Minuman Penurun Kolesterol dan LDL – Berikut ini merupakan artikel yang membahas tentang jenis-jenis minuman yang dapat menurunkan kolesterol dan LDL yang sudah dirangkum dari sumber terpercaya.

Menurunkan kadar kolesterol dalam darah bukan hanya bisa dilakukan dengan mengonsumsi obat penurun kolesterol. Terdapat juga minuman penurun kolesterol yang secara medis terbukti dapat menormalkan kembali kadar kolesterol dalam darah Anda.
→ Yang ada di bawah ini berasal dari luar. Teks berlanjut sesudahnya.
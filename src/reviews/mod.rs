use std::sync::Arc;

use axum::{
    debug_handler,
    extract::State,
    http::StatusCode,
    routing::{get, post},
    Json, Router,
};
use serde::{Deserialize, Serialize};
use sqlx::{FromRow, SqlitePool};

use crate::{
    auth::AuthUser,
    books::{catalog::Catalog, ensure_book},
    config::CatalogSettings,
    db,
    extract::{ApiJson, ApiPath, ApiQuery},
    pagination::{self, Filters, Listable, Page, PageParams},
    realtime::{EventKind, Realtime, Topic},
    AppError, AppResult, AppState, Timestamp,
};

const MAX_CONTENT: usize = 1000;

#[derive(Debug, Clone, PartialEq, Serialize, FromRow)]
pub struct Review {
    pub id: String,
    pub book_id: String,
    pub user_id: String,
    pub rating: Option<i64>,
    pub content: Option<String>,
    pub created_at: Timestamp,
    pub updated_at: Option<Timestamp>,
}

impl Listable for Review {
    const TABLE: &'static str = "reviews";
    const SORT_KEY: &'static str = "created_at";

    fn sort_key(&self) -> Timestamp {
        self.created_at
    }
}

pub fn router() -> Router<AppState> {
    Router::new()
        .route("/", post(create_review))
        .route("/book/{book_id}", get(list_reviews))
        .route(
            "/{id}",
            get(review_details).patch(update_review).delete(delete_review),
        )
}

pub(crate) fn check_rating(rating: Option<i64>) -> AppResult<Option<i64>> {
    match rating {
        Some(r) if !(1..=5).contains(&r) => {
            Err(AppError::validation("invalid_rating", "Rating must be between 1 and 5"))
        }
        other => Ok(other),
    }
}

fn check_content(content: Option<String>) -> AppResult<Option<String>> {
    match content {
        Some(text) if text.chars().count() > MAX_CONTENT => Err(AppError::validation(
            "invalid_content",
            format!("Review must be at most {MAX_CONTENT} characters"),
        )),
        other => Ok(other),
    }
}

async fn find(db_pool: &SqlitePool, id: &str) -> AppResult<Review> {
    sqlx::query_as("SELECT * FROM reviews WHERE id=?")
        .bind(id)
        .fetch_optional(db_pool)
        .await?
        .ok_or_else(|| AppError::not_found("review_not_found", "Review not found"))
}

async fn find_own(db_pool: &SqlitePool, id: &str, user_id: &str) -> AppResult<Review> {
    let review = find(db_pool, id).await?;
    if review.user_id != user_id {
        return Err(AppError::forbidden("not_the_author", "You can only change your own reviews"));
    }
    Ok(review)
}

#[derive(Debug, Deserialize)]
struct NewReview {
    #[serde(alias = "bookId")]
    book_id: String,
    rating: Option<i64>,
    content: Option<String>,
}

#[debug_handler(state = AppState)]
async fn create_review(
    State(db_pool): State<SqlitePool>,
    State(catalog): State<Arc<dyn Catalog>>,
    State(settings): State<CatalogSettings>,
    State(realtime): State<Realtime>,
    AuthUser(user): AuthUser,
    ApiJson(new_review): ApiJson<NewReview>,
) -> AppResult<(StatusCode, Json<Review>)> {
    let rating = check_rating(new_review.rating)?;
    let content = check_content(new_review.content)?;
    let book = ensure_book(&db_pool, catalog.as_ref(), &settings, new_review.book_id.trim()).await?;

    let inserted = sqlx::query_as::<_, Review>(
        "INSERT INTO reviews (id,book_id,user_id,rating,content,created_at) \
         VALUES (?,?,?,?,?,?) RETURNING *",
    )
    .bind(db::new_id())
    .bind(&book.id)
    .bind(&user.id)
    .bind(rating)
    .bind(&content)
    .bind(Timestamp::now())
    .fetch_one(&db_pool)
    .await;

    let review = match inserted {
        Ok(review) => review,
        Err(err) if db::is_unique_violation(&err) => {
            return Err(AppError::conflict(
                "already_reviewed",
                "You have already reviewed this book",
            ));
        }
        Err(err) => return Err(err.into()),
    };

    realtime.publish(Topic::reviews(&review.book_id), EventKind::Insert, &review);
    Ok((StatusCode::CREATED, Json(review)))
}

#[debug_handler(state = AppState)]
async fn review_details(
    State(db_pool): State<SqlitePool>,
    ApiPath(id): ApiPath<String>,
) -> AppResult<Json<Review>> {
    Ok(Json(find(&db_pool, &id).await?))
}

#[derive(Debug, Deserialize)]
struct ReviewPatch {
    rating: Option<i64>,
    content: Option<String>,
}

#[debug_handler(state = AppState)]
async fn update_review(
    State(db_pool): State<SqlitePool>,
    State(realtime): State<Realtime>,
    AuthUser(user): AuthUser,
    ApiPath(id): ApiPath<String>,
    ApiJson(patch): ApiJson<ReviewPatch>,
) -> AppResult<Json<Review>> {
    let rating = check_rating(patch.rating)?;
    let content = check_content(patch.content)?;
    find_own(&db_pool, &id, &user.id).await?;

    let review: Review = sqlx::query_as(
        "UPDATE reviews SET rating=COALESCE(?,rating),content=COALESCE(?,content),updated_at=? \
         WHERE id=? RETURNING *",
    )
    .bind(rating)
    .bind(&content)
    .bind(Timestamp::now())
    .bind(&id)
    .fetch_optional(&db_pool)
    .await?
    .ok_or_else(|| AppError::not_found("review_not_found", "Review not found"))?;

    realtime.publish(Topic::reviews(&review.book_id), EventKind::Update, &review);
    Ok(Json(review))
}

#[derive(Debug, Serialize)]
struct Deleted {
    id: String,
}

#[debug_handler(state = AppState)]
async fn delete_review(
    State(db_pool): State<SqlitePool>,
    State(realtime): State<Realtime>,
    AuthUser(user): AuthUser,
    ApiPath(id): ApiPath<String>,
) -> AppResult<Json<Deleted>> {
    let review = find_own(&db_pool, &id, &user.id).await?;

    sqlx::query("DELETE FROM reviews WHERE id=?")
        .bind(&id)
        .execute(&db_pool)
        .await?;

    let deleted = Deleted { id };
    realtime.publish(Topic::reviews(&review.book_id), EventKind::Delete, &deleted);
    Ok(Json(deleted))
}

#[derive(Debug, Default, Deserialize)]
struct ReviewFilters {
    #[serde(alias = "userId")]
    user_id: Option<String>,
    rating: Option<i64>,
    min_rating: Option<i64>,
    max_rating: Option<i64>,
}

impl ReviewFilters {
    fn filters(self, book_id: String) -> AppResult<Filters> {
        for bound in [self.rating, self.min_rating, self.max_rating] {
            check_rating(bound)?;
        }
        Ok(Filters::new()
            .eq("book_id", book_id)
            .eq_opt("user_id", self.user_id)
            .eq_opt("rating", self.rating)
            .at_least("rating", self.min_rating)
            .at_most("rating", self.max_rating))
    }
}

#[debug_handler(state = AppState)]
async fn list_reviews(
    State(db_pool): State<SqlitePool>,
    ApiPath(book_id): ApiPath<String>,
    ApiQuery(filters): ApiQuery<ReviewFilters>,
    ApiQuery(params): ApiQuery<PageParams>,
) -> AppResult<Json<Page<Review>>> {
    let request = params.into_request()?;
    let filters = filters.filters(book_id)?;
    Ok(Json(pagination::list(&db_pool, &filters, &request).await?))
}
Seseorang dikatakan menderita kolesterol tinggi ketika memiliki total kolesterol darah lebih dari 240 miligram per desiliter (mg/dL). Angka tersebut dipengaruhi oleh komponen dalam kolesterol darah, yakni kolesterol jahat (LDL), kolesterol baik (HDL), dan trigliserida.Untuk menstabilkan kadar kolesterol Anda, pilihlah minuman yang dapat menurunkan kadar LDL dan trigliserida atau menaikkan HDL. Kadar kolesterol yang terlalu tinggi akan menyebabkan Anda memiliki risiko mengidap penyakit berbahaya, seperti stroke dan serangan jantung.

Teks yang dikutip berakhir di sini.